Here’s how it works: A high-resolution digital camera that can “recognize” vehicle shapes and lane markers is mounted on the Terrain’s windshield, just ahead of the rearview mirror. The system’s cutting-edge technology then allows the camera to analyze 14 images per second to determine if the Terrain is following too closely to the vehicle ahead of it, is in imminent danger of a frontal collision or has started to drift out of its lane. Easy-to-understand warning icons and chimes kick in if the system detects a problem and, in the case of an imminent frontal collision, the Terrain’s brakes are automatically pre-charged to quickly deliver optimum braking power.
“Digital image sensors are used in just about everything from cameras to mobile phones to computers and this is making them a more-affordable alternative for use in vehicles,” said Raymond Kiefer, General Motors Technical Fellow for crash avoidance systems. “By combining a digital camera with state-of-the-art image-processing algorithms, we’re able to estimate when a crash may be imminent.”
According to GMC Anderson, GM engineers put much effort into ensuring the camera-based collision alert can successfully operate in a wide variety of visibility conditions.

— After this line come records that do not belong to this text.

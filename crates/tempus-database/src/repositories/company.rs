//! Company repository implementation.

use sqlx::PgPool;

use tempus_core::error::{AppError, ErrorKind};
use tempus_core::result::AppResult;
use tempus_entity::company::Company;

/// Repository for company lookup and credential updates.
#[derive(Debug, Clone)]
pub struct CompanyRepository {
    pool: PgPool,
}

impl CompanyRepository {
    /// Create a new company repository.
    pub fn new(pool: PgPool) -> Self {
        Self { pool }
    }

    /// Find a company by primary key.
    pub async fn find_by_id(&self, id: i64) -> AppResult<Option<Company>> {
        sqlx::query_as::<_, Company>("SELECT * FROM companies WHERE id = $1")
            .bind(id)
            .fetch_optional(&self.pool)
            .await
            .map_err(|e| {
                AppError::with_source(ErrorKind::Database, "Failed to find company by id", e)
            })
    }

    /// Find a company by contact email (case-insensitive).
    pub async fn find_by_contact_email(&self, email: &str) -> AppResult<Option<Company>> {
        sqlx::query_as::<_, Company>(
            "SELECT * FROM companies WHERE LOWER(contact_email) = LOWER($1)",
        )
        .bind(email)
        .fetch_optional(&self.pool)
        .await
        .map_err(|e| {
            AppError::with_source(ErrorKind::Database, "Failed to find company by email", e)
        })
    }

    /// Replace a company's password hash.
    pub async fn update_password(&self, id: i64, password_hash: &str) -> AppResult<()> {
        let result = sqlx::query("UPDATE companies SET password_hash = $2 WHERE id = $1")
            .bind(id)
            .bind(password_hash)
            .execute(&self.pool)
            .await
            .map_err(|e| {
                AppError::with_source(ErrorKind::Database, "Failed to update company password", e)
            })?;

        if result.rows_affected() == 0 {
            return Err(AppError::not_found(format!("Company {id} not found")));
        }
        Ok(())
    }
}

For example, the system combines four separate exposures to create each analyzed image, two short exposures for capturing images of light sources and two exposures that are long enough to allow the recognition of shapes and textures, even during night-time driving.
“GM is committed to providing protection before, during and after a crash, but the best scenario is to avoid a collision in the first place, and this technology is designed to assist drivers for that purpose,” said Gay Kent, GM executive director of Vehicle Safety and Crashworthiness.